*WHAT YOU NEED TO DO:*
The lines from the start of the records through the one containing "significant bit. Controlled" are to be transcribed exactly, and nothing else.

[Entries taken from a collection]
● ● ● ●
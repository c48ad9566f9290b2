//! Unitary construction for the bloq gate vocabulary

use crate::matrices;
use bloq_core::{GateKind, QuantumError, Result};
use num_complex::Complex64;

/// Row-major single-qubit matrix
pub type Matrix2 = [[Complex64; 2]; 2];

/// Row-major operator on `k` operand qubits
///
/// Bit `i` of a row or column index is the basis value of the `i`-th
/// operand qubit, so operand 0 is the least significant bit. Controlled
/// operators built by [`controlled`] use operand 0 as the target.
#[derive(Debug, Clone, PartialEq)]
pub struct Operator {
    num_qubits: usize,
    matrix: Vec<Complex64>,
}

impl Operator {
    /// Wrap a single-qubit matrix
    pub fn single(matrix: &Matrix2) -> Self {
        Self {
            num_qubits: 1,
            matrix: matrix.iter().flatten().copied().collect(),
        }
    }

    /// Wrap a flattened `2^k × 2^k` matrix
    ///
    /// `None` if the length is wrong or `2^k × 2^k` is not addressable.
    pub fn from_vec(num_qubits: usize, matrix: Vec<Complex64>) -> Option<Self> {
        if num_qubits >= usize::BITS as usize / 2 {
            return None;
        }
        let dim = 1usize << num_qubits;
        (matrix.len() == dim * dim).then_some(Self { num_qubits, matrix })
    }

    #[inline]
    pub fn num_qubits(&self) -> usize {
        self.num_qubits
    }

    #[inline]
    pub fn dimension(&self) -> usize {
        1 << self.num_qubits
    }

    #[inline]
    pub fn matrix(&self) -> &[Complex64] {
        &self.matrix
    }

    #[inline]
    pub fn get(&self, row: usize, col: usize) -> Complex64 {
        self.matrix[row * self.dimension() + col]
    }

    /// Check U†U = I within `tolerance`
    pub fn is_unitary(&self, tolerance: f64) -> bool {
        let dim = self.dimension();
        (0..dim).all(|i| {
            (0..dim).all(|j| {
                let entry: Complex64 = (0..dim).map(|k| self.get(k, i).conj() * self.get(k, j)).sum();
                let expected = if i == j { 1.0 } else { 0.0 };
                (entry - expected).norm() < tolerance
            })
        })
    }
}

/// P(θ) = diag(1, e^{iθ})
pub fn phase(theta: f64) -> Matrix2 {
    let zero = Complex64::new(0.0, 0.0);
    [[Complex64::new(1.0, 0.0), zero], [zero, Complex64::from_polar(1.0, theta)]]
}

/// RX(θ) = [[cos θ/2, −i sin θ/2], [−i sin θ/2, cos θ/2]]
pub fn rotation_x(theta: f64) -> Matrix2 {
    let (s, c) = (theta / 2.0).sin_cos();
    [
        [Complex64::new(c, 0.0), Complex64::new(0.0, -s)],
        [Complex64::new(0.0, -s), Complex64::new(c, 0.0)],
    ]
}

/// RY(θ) = [[cos θ/2, −sin θ/2], [sin θ/2, cos θ/2]]
pub fn rotation_y(theta: f64) -> Matrix2 {
    let (s, c) = (theta / 2.0).sin_cos();
    [
        [Complex64::new(c, 0.0), Complex64::new(-s, 0.0)],
        [Complex64::new(s, 0.0), Complex64::new(c, 0.0)],
    ]
}

/// RZ(θ) = diag(e^{−iθ/2}, e^{iθ/2})
pub fn rotation_z(theta: f64) -> Matrix2 {
    let zero = Complex64::new(0.0, 0.0);
    [
        [Complex64::from_polar(1.0, -theta / 2.0), zero],
        [zero, Complex64::from_polar(1.0, theta / 2.0)],
    ]
}

/// Matrix applied to each target of a gate
///
/// For CX and CZ this is the action on the target (X and Z); the control
/// is added by [`controlled`].
///
/// # Errors
/// - [`QuantumError::MissingParameter`] for RX/RY/RZ without an angle
/// - [`QuantumError::ValidationError`] for RESET and annotations, which have no unitary
pub fn single_qubit_matrix(kind: GateKind, parameters: &[f64]) -> Result<Matrix2> {
    let angle = || {
        parameters.first().copied().ok_or_else(|| QuantumError::MissingParameter {
            gate: kind.name().to_string(),
        })
    };

    let matrix = match kind {
        GateKind::I => matrices::IDENTITY,
        GateKind::X | GateKind::Cx => matrices::PAULI_X,
        GateKind::Y => matrices::PAULI_Y,
        GateKind::Z | GateKind::Cz => matrices::PAULI_Z,
        GateKind::H => matrices::HADAMARD,
        GateKind::S => matrices::S_GATE,
        GateKind::Sdg => matrices::S_GATE_DAGGER,
        GateKind::T => matrices::T_GATE,
        GateKind::Tdg => matrices::T_GATE_DAGGER,
        GateKind::Sx => matrices::SX_GATE,
        GateKind::Sxdg => matrices::SX_GATE_DAGGER,
        GateKind::Phase => phase(parameters.first().copied().unwrap_or(0.0)),
        GateKind::Rx => rotation_x(angle()?),
        GateKind::Ry => rotation_y(angle()?),
        GateKind::Rz => rotation_z(angle()?),
        GateKind::Reset | GateKind::Annotation(_) => {
            return Err(QuantumError::ValidationError(format!(
                "Gate '{}' has no unitary matrix",
                kind
            )))
        }
    };
    Ok(matrix)
}

/// Controlled version of `target` with `num_controls` controls
///
/// Operand 0 is the target, operands `1..=num_controls` are the controls.
/// The target matrix is applied only when every control is |1⟩.
pub fn controlled(target: &Matrix2, num_controls: usize) -> Operator {
    let num_qubits = num_controls + 1;
    let dim = 1usize << num_qubits;
    let all_set = (1usize << num_controls) - 1;

    let mut matrix = vec![Complex64::new(0.0, 0.0); dim * dim];
    for row in 0..dim {
        for col in 0..dim {
            let (row_ctrl, col_ctrl) = (row >> 1, col >> 1);
            if row_ctrl != col_ctrl {
                continue;
            }
            matrix[row * dim + col] = if row_ctrl == all_set {
                target[row & 1][col & 1]
            } else if row == col {
                Complex64::new(1.0, 0.0)
            } else {
                Complex64::new(0.0, 0.0)
            };
        }
    }

    Operator { num_qubits, matrix }
}

/// Kraus pair of the reset channel: `{|0⟩⟨0|, |0⟩⟨1|}`
pub fn reset_kraus() -> [Matrix2; 2] {
    [matrices::RESET_KEEP, matrices::RESET_DECAY]
}
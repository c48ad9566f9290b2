//! Gate matrices for bloq
//!
//! Every gate in the bloq vocabulary acts on at most two qubits, so all
//! unitaries are small fixed matrices (≤4×4). Fixed gates are compile-time
//! constants in [`matrices`]; parameterized rotations and controlled
//! versions are built in [`standard`].
//!
//! # Example
//!
//! ```
//! use bloq_core::GateKind;
//! use bloq_gates::standard::{controlled, single_qubit_matrix};
//!
//! let x = single_qubit_matrix(GateKind::X, &[]).unwrap();
//! let cx = controlled(&x, 1);
//! assert_eq!(cx.dimension(), 4);
//! ```

pub mod matrices;
pub mod standard;

pub use standard::{controlled, reset_kraus, single_qubit_matrix, Matrix2, Operator};
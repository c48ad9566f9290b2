//! Pre-computed gate matrices
//!
//! Row-major 2×2 constants for the fixed single-qubit gates. Two-qubit
//! gates (CX, CZ) are derived from X and Z by [`crate::standard::controlled`].

use num_complex::Complex64;

const ZERO: Complex64 = Complex64::new(0.0, 0.0);
const ONE: Complex64 = Complex64::new(1.0, 0.0);
const I: Complex64 = Complex64::new(0.0, 1.0);
const NEG_I: Complex64 = Complex64::new(0.0, -1.0);
const NEG_ONE: Complex64 = Complex64::new(-1.0, 0.0);

const INV_SQRT2: f64 = std::f64::consts::FRAC_1_SQRT_2;

/// I = [[1, 0],
///      [0, 1]]
pub const IDENTITY: [[Complex64; 2]; 2] = [[ONE, ZERO], [ZERO, ONE]];

/// X = [[0, 1],
///      [1, 0]]
pub const PAULI_X: [[Complex64; 2]; 2] = [[ZERO, ONE], [ONE, ZERO]];

/// Y = [[0, -i],
///      [i,  0]]
pub const PAULI_Y: [[Complex64; 2]; 2] = [[ZERO, NEG_I], [I, ZERO]];

/// Z = [[1,  0],
///      [0, -1]]
pub const PAULI_Z: [[Complex64; 2]; 2] = [[ONE, ZERO], [ZERO, NEG_ONE]];

/// H = 1/√2 * [[1,  1],
///             [1, -1]]
pub const HADAMARD: [[Complex64; 2]; 2] = [
    [Complex64::new(INV_SQRT2, 0.0), Complex64::new(INV_SQRT2, 0.0)],
    [Complex64::new(INV_SQRT2, 0.0), Complex64::new(-INV_SQRT2, 0.0)],
];

/// S = [[1, 0],
///      [0, i]]
pub const S_GATE: [[Complex64; 2]; 2] = [[ONE, ZERO], [ZERO, I]];

/// S† = [[1,  0],
///       [0, -i]]
pub const S_GATE_DAGGER: [[Complex64; 2]; 2] = [[ONE, ZERO], [ZERO, NEG_I]];

/// T = [[1, 0],
///      [0, e^(iπ/4)]]
pub const T_GATE: [[Complex64; 2]; 2] = [
    [ONE, ZERO],
    [ZERO, Complex64::new(INV_SQRT2, INV_SQRT2)],
];

/// T† = [[1, 0],
///       [0, e^(-iπ/4)]]
pub const T_GATE_DAGGER: [[Complex64; 2]; 2] = [
    [ONE, ZERO],
    [ZERO, Complex64::new(INV_SQRT2, -INV_SQRT2)],
];

/// SX = 1/2 * [[1+i, 1-i],
///             [1-i, 1+i]]
pub const SX_GATE: [[Complex64; 2]; 2] = [
    [Complex64::new(0.5, 0.5), Complex64::new(0.5, -0.5)],
    [Complex64::new(0.5, -0.5), Complex64::new(0.5, 0.5)],
];

/// SX† = 1/2 * [[1-i, 1+i],
///              [1+i, 1-i]]
pub const SX_GATE_DAGGER: [[Complex64; 2]; 2] = [
    [Complex64::new(0.5, -0.5), Complex64::new(0.5, 0.5)],
    [Complex64::new(0.5, 0.5), Complex64::new(0.5, -0.5)],
];

/// Reset channel, first Kraus operator |0⟩⟨0|
pub const RESET_KEEP: [[Complex64; 2]; 2] = [[ONE, ZERO], [ZERO, ZERO]];

/// Reset channel, second Kraus operator |0⟩⟨1|
pub const RESET_DECAY: [[Complex64; 2]; 2] = [[ZERO, ONE], [ZERO, ZERO]];
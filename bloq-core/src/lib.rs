//! Core types for the bloq Bloch-sphere simulator
//!
//! This crate provides the data model shared by every other bloq crate:
//! - [`Gate`] and [`GateKind`]: frozen gate instructions and the fixed gate vocabulary
//! - [`Circuit`]: ordered, index-checked gate container
//! - [`NoiseConfig`] and [`NoiseChannel`]: per-request noise strengths and their Kraus sets
//! - [`BlochVector`], [`Snapshot`], [`MeasurementResult`]: simulation outputs
//!
//! # Example
//! ```
//! use bloq_core::{Circuit, Gate};
//!
//! let mut circuit = Circuit::new(2).unwrap();
//! circuit.append(Gate::new("H", [0])).unwrap();
//! circuit.append(Gate::new("CX", [1]).with_controls([0])).unwrap();
//! assert_eq!(circuit.len(), 2);
//! ```

pub mod bloch_sphere;
pub mod circuit;
pub mod error;
pub mod gate;
pub mod measurement;
pub mod noise;
pub mod snapshot;

// Re-exports for convenience
pub use bloch_sphere::BlochVector;
pub use circuit::Circuit;
pub use error::QuantumError;
pub use gate::{AnnotationKind, Gate, GateKind};
pub use measurement::{MeasurementAxis, MeasurementResult, Outcome, OutcomeCounts, OutcomeProbabilities};
pub use noise::{KrausOperator, NoiseChannel, NoiseConfig};
pub use num_complex::Complex64;
pub use snapshot::Snapshot;

/// Type alias for results in bloq
pub type Result<T> = std::result::Result<T, QuantumError>;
● ● ● ●
*WRITTEN ANSWER:*
repository c48ad9566f9290b2
//! Unitary construction for the bloq gate vocabulary

use crate::matrices;
use bloq_core::{GateKind, QuantumError, Result};
use num_complex::Complex64;

/// Row-major single-qubit matrix
pub type Matrix2 = [[Complex64; 2]; 2];

/// Row-major operator on `k` operand qubits
///
/// Bit `i` of a row or column index is the basis value of the `i`-th
/// operand qubit, so operand 0 is the least significant bit. Controlled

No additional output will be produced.